I don’t particularly care for Moore, but I don’t spend time micro-analyzing his movies hoping to catch some sloppy editing. Sicko was not meant to be a comprehensive review of healthcare systems, whether in the U.S. or the four other countries he travels to. Similar to his prior works and any documentary or movie, really, it presented the debate in the filmmaker’s framework. Generalizations are necessary in a 2 hour film. Hopefully no one would take away everything in Sicko as the gospel truth, just as no one should do the same with a press conference or 60 Minutes report.

The oddest part of the film was the bit where he mails a check to some nutjob writing for an “anti-Moore” blog. Its connection to healthcare was tenuous at best. Obviously it was meant to rile the nutjobs (similar to many of the special features on the DVD).

And that it did. I did a quick Google, found the site. Spent too much time (read: 5 minutes) reading a few of the posts responding to said part of the film. I thought briefly of commenting, but appealing to the irrational is a pretty futile exercise. Do you pet rabid dogs? Same concept. :idea:

People’s Choice Awards – Too Late.

Surprise win for anti-Bush film
Michael Moore’s anti-Bush documentary Fahrenheit 9/11 has won best film at the US People’s Choice Awards, voted for by the US public.
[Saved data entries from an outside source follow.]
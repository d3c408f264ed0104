//! InMemoryProductRepository 統合テスト
//!
//! 公開 API（`ProductRepository` トレイト）経由でストアの不変条件を検証する。
//!
//! 実行方法:
//! ```bash
//! cargo test -p catalog-infra --test product_repository_test
//! ```

use std::{collections::HashSet, sync::Arc};

use catalog_domain::product::{Product, ProductDraft, ProductId};
use catalog_infra::repository::{InMemoryProductRepository, ProductRepository};
use pretty_assertions::assert_eq;
use rstest::rstest;
use rust_decimal::Decimal;

// =============================================================================
// ヘルパー
// =============================================================================

fn product(id: i32, name: &str, price: Decimal) -> Product {
    Product::new(ProductId::new(id), name, price)
}

fn seeded() -> InMemoryProductRepository {
    InMemoryProductRepository::with_seed_data()
}

fn ids(products: &[Product]) -> Vec<i32> {
    products.iter().map(|p| p.id().as_i32()).collect()
}

// =============================================================================
// find_all / find_by_id
// =============================================================================

#[tokio::test]
async fn test_find_all_初期データを挿入順で返す() {
    let sut = seeded();

    let products = sut.find_all().await.unwrap();

    assert_eq!(
        products,
        vec![
            product(1, "Product1", Decimal::new(105, 1)),
            product(2, "Product2", Decimal::new(200, 1)),
        ]
    );
}

#[tokio::test]
async fn test_find_all_更新がなければ同じ結果を返す() {
    let sut = seeded();

    let first = sut.find_all().await.unwrap();
    let second = sut.find_all().await.unwrap();

    assert_eq!(first, second);
}

#[tokio::test]
async fn test_find_all_全件削除後は空を返す() {
    let sut = seeded();
    sut.delete(ProductId::new(1)).await.unwrap();
    sut.delete(ProductId::new(2)).await.unwrap();

    let products = sut.find_all().await.unwrap();

    assert!(products.is_empty());
}

#[rstest]
#[case(1, Some("Product1"))]
#[case(2, Some("Product2"))]
#[case(99, None)]
#[tokio::test]
async fn test_find_by_id_存在有無に応じた結果を返す(
    #[case] id: i32,
    #[case] expected_name: Option<&str>,
) {
    let sut = seeded();

    let found = sut.find_by_id(ProductId::new(id)).await.unwrap();

    assert_eq!(found.as_ref().map(Product::name), expected_name);
}

// =============================================================================
// insert
// =============================================================================

#[tokio::test]
async fn test_insert_最大id_plus_1が採番され末尾に追加される() {
    let sut = seeded();

    let created = sut
        .insert(ProductDraft::new("Product3", Decimal::new(50, 1)))
        .await
        .unwrap();

    assert_eq!(created, product(3, "Product3", Decimal::new(50, 1)));
    assert_eq!(ids(&sut.find_all().await.unwrap()), vec![1, 2, 3]);
}

#[tokio::test]
async fn test_insert_削除で歯抜けになっても最大idを基準に採番する() {
    let sut = InMemoryProductRepository::with_products(vec![
        product(7, "a", Decimal::ONE),
        product(3, "b", Decimal::ONE),
    ]);
    sut.delete(ProductId::new(3)).await.unwrap();

    let created = sut.insert(ProductDraft::new("c", Decimal::ONE)).await.unwrap();

    assert_eq!(created.id(), ProductId::new(8));
}

#[tokio::test]
async fn test_insert_空のストアでは1から採番する() {
    let sut = InMemoryProductRepository::new();

    let created = sut
        .insert(ProductDraft::new("first", Decimal::ZERO))
        .await
        .unwrap();

    assert_eq!(created.id(), ProductId::FIRST);
}

#[tokio::test]
async fn test_insert_最大idが上限の場合はエラーを返す() {
    let sut = InMemoryProductRepository::with_products(vec![product(
        i32::MAX,
        "max",
        Decimal::ONE,
    )]);

    let result = sut.insert(ProductDraft::new("overflow", Decimal::ONE)).await;

    assert!(result.is_err());
    assert_eq!(sut.find_all().await.unwrap().len(), 1);
}

#[tokio::test(flavor = "multi_thread", worker_threads = 4)]
async fn test_insert_並行実行してもidが重複しない() {
    let sut: Arc<dyn ProductRepository> = Arc::new(seeded());

    let handles: Vec<_> = (0..64)
        .map(|i| {
            let repo = Arc::clone(&sut);
            tokio::spawn(async move {
                repo.insert(ProductDraft::new(format!("concurrent-{i}"), Decimal::ONE))
                    .await
                    .unwrap()
            })
        })
        .collect();

    for handle in handles {
        handle.await.unwrap();
    }

    let all = sut.find_all().await.unwrap();
    let unique: HashSet<i32> = ids(&all).into_iter().collect();
    assert_eq!(all.len(), 66);
    assert_eq!(unique.len(), 66, "ID が一意であること");
    assert_eq!(unique, (1..=66).collect::<HashSet<i32>>());
}

// =============================================================================
// update
// =============================================================================

#[tokio::test]
async fn test_update_idを維持して名前と価格を更新する() {
    let sut = seeded();

    let updated = sut
        .update(
            ProductId::new(1),
            ProductDraft::new("Updated", Decimal::new(999, 1)),
        )
        .await
        .unwrap();

    let expected = product(1, "Updated", Decimal::new(999, 1));
    assert_eq!(updated, Some(expected.clone()));
    assert_eq!(sut.find_by_id(ProductId::new(1)).await.unwrap(), Some(expected));
    // 並び順は変わらない
    assert_eq!(ids(&sut.find_all().await.unwrap()), vec![1, 2]);
}

#[tokio::test]
async fn test_update_存在しないidはnoneを返しストアを変更しない() {
    let sut = seeded();
    let before = sut.find_all().await.unwrap();

    let updated = sut
        .update(ProductId::new(99), ProductDraft::new("x", Decimal::ONE))
        .await
        .unwrap();

    assert_eq!(updated, None);
    assert_eq!(sut.find_all().await.unwrap(), before);
}

// =============================================================================
// delete
// =============================================================================

#[tokio::test]
async fn test_delete_削除後は取得できない() {
    let sut = seeded();

    let deleted = sut.delete(ProductId::new(2)).await.unwrap();

    assert!(deleted);
    assert_eq!(sut.find_by_id(ProductId::new(2)).await.unwrap(), None);
    assert_eq!(ids(&sut.find_all().await.unwrap()), vec![1]);
}

#[tokio::test]
async fn test_delete_存在しないidはfalseを返す() {
    let sut = seeded();

    let deleted = sut.delete(ProductId::new(99)).await.unwrap();

    assert!(!deleted);
    assert_eq!(sut.find_all().await.unwrap().len(), 2);
}

// =============================================================================
// search_by_name
// =============================================================================

#[tokio::test]
async fn test_search_by_name_大文字小文字を区別しない() {
    let sut = seeded();

    let lower = sut.search_by_name("product").await.unwrap();
    let upper = sut.search_by_name("PRODUCT").await.unwrap();

    assert_eq!(lower, upper);
    assert_eq!(ids(&lower), vec![1, 2]);
}

#[tokio::test]
async fn test_search_by_name_部分一致で挿入順を維持する() {
    let sut = InMemoryProductRepository::with_products(vec![
        product(4, "Green Tea", Decimal::ONE),
        product(1, "Coffee", Decimal::ONE),
        product(9, "Black tea", Decimal::ONE),
    ]);

    let matched = sut.search_by_name("TEA").await.unwrap();

    assert_eq!(ids(&matched), vec![4, 9]);
}

#[tokio::test]
async fn test_search_by_name_一致しない場合は空を返す() {
    let sut = seeded();

    let matched = sut.search_by_name("zzz").await.unwrap();

    assert!(matched.is_empty());
}
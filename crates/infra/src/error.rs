//! # インフラ層エラー定義
//!
//! 商品ストアの操作で発生するエラーを表現する。
//!
//! ## 構造
//!
//! `std::io::Error` と同じ struct + enum パターンを採用:
//! - [`InfraError`]: エラー種別（[`InfraErrorKind`]）と [`SpanTrace`] を保持するラッパー
//! - [`InfraErrorKind`]: エラーの具体的な種別（LockPoisoned, Domain）
//!
//! `From` 実装や convenience constructor でエラーを生成すると、
//! その時点のスパン情報が自動的にキャプチャされる。

use std::fmt;

use catalog_domain::DomainError;
use derive_more::Display;
use thiserror::Error;
use tracing_error::SpanTrace;

/// インフラ層で発生するエラー
///
/// エラー種別と [`SpanTrace`]（呼び出し経路）を保持する。
#[derive(Display)]
#[display("{kind}")]
pub struct InfraError {
    kind:       InfraErrorKind,
    span_trace: SpanTrace,
}

/// インフラ層エラーの種別
#[derive(Debug, Error)]
pub enum InfraErrorKind {
    /// ストアのロックが poison 状態
    ///
    /// ロック保持中に別スレッドが panic した場合に発生する。
    /// 以降のストア内容は保証されないため、呼び出し元は 500 として扱う。
    #[error("ストアのロックが poison 状態です: {0}")]
    LockPoisoned(String),

    /// ストア操作中に検出されたドメインルール違反
    #[error("ドメインエラー: {0}")]
    Domain(#[source] DomainError),
}

impl InfraError {
    /// エラー種別を取得する
    pub fn kind(&self) -> &InfraErrorKind {
        &self.kind
    }

    /// InfraError を分解して InfraErrorKind と SpanTrace を取り出す
    pub fn into_parts(self) -> (InfraErrorKind, SpanTrace) {
        (self.kind, self.span_trace)
    }

    /// ロック poison エラーを生成する
    pub fn lock_poisoned(msg: impl Into<String>) -> Self {
        Self {
            kind:       InfraErrorKind::LockPoisoned(msg.into()),
            span_trace: SpanTrace::capture(),
        }
    }
}

impl fmt::Debug for InfraError {
    fn fmt(&self, f: &mut fmt::Formatter<'_>) -> fmt::Result {
        f.debug_struct("InfraError")
            .field("kind", &self.kind)
            .field("span_trace", &self.span_trace)
            .finish()
    }
}

impl std::error::Error for InfraError {
    fn source(&self) -> Option<&(dyn std::error::Error + 'static)> {
        std::error::Error::source(&self.kind)
    }
}

impl From<DomainError> for InfraError {
    fn from(source: DomainError) -> Self {
        Self {
            kind:       InfraErrorKind::Domain(source),
            span_trace: SpanTrace::capture(),
        }
    }
}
Nominees for the People’s Choice Awards were picked by a 6,000-strong Entertainment Weekly magazine panel, and winners were subsequently chosen by 21 million online voters.

Fahrenheit 9/11 director Michael Moore dedicated his trophy to soldiers in Iraq.

His film was highly critical of President George W Bush and the US-led invasion of Iraq, and Moore was an outspoken Bush critic in the 2004 presidential campaign in which Democratic challenger John Kerry lost.

“This country is still all of ours, not right or left or Democrat or Republican,” Moore told the audience at the ceremony in Pasadena, California.

Moore said it was “an historic occasion” that the 31-year-old awards ceremony would name a documentary its best film.

If only we could have voted online, November, 2nd. :rolleyes:

Article On The DLC & Michael Moore

As usual, the Democratic leadership is trying to pin the blame on someone else, rather than their own putrid efforts. Today it’s (surprise, surprise) Michael Moore. Here’s an interesting article on Commondreams.com. An excerpt:

No More Moore: The DLC Joins the Witch-Hunt

According to the last data I could find, Moore recently made a movie that was seen by tens of millions of people around the world and has grossed nearly $120 million in the U.S. alone. Furthermore, it was, according to exit polls, a much better demographic success than the actual Democratic party. A Harris poll conducted in July found that 89 percent of Democrats agreed with Fahrenheit 9/11, along with 70 percent of independents. That means Moore outperformed John Kerry among independents by about 19 points, if we are to go just by the data presented by bum-licking power-worshipper Ron Brownstein of the Los Angeles Times at the DLC roundtable.

Moore’s revenues come from millions of ordinary people paying 10 bucks a pop to see his film. In contrast, only about 200 people a year visit the DLC at the box office—only they pay thousands of dollars per ticket, and they all have names you’d recognize: Eli Lilly, Coca-Cola, Union Carbide, Occidental Petroleum, BP and so on.

The article takes digs at a one “Will Marshall” who is the president of the”Progressive Policy Institute” – thinktank for the DLC.

In addition to his duties as the president of the PPI, Marshall kept himself busy in the last few years. Among other things, he served on the board of the Committee for the Liberation of Iraq, an organization co-chaired by Joe Lieberman and John McCain whose aim was to build bipartisan support for the invasion of Iraq.

Marshall also signed, at the outset of the war, a letter issued by the Project for the New American Century (PNAC) expressing support for the invasion. Marshall signed a similar letter sent to President Bush put out by the conservative Social Democrats/USA group on Feb. 25, 2003, just before the invasion. The SD/USA letter urged Bush to commit to “maintaining substantial U.S. military forces in Iraq for as long as may be required to ensure a stable, representative regime is in place and functioning.”

How much more conservative can the Democratic Party move, for chrissakes?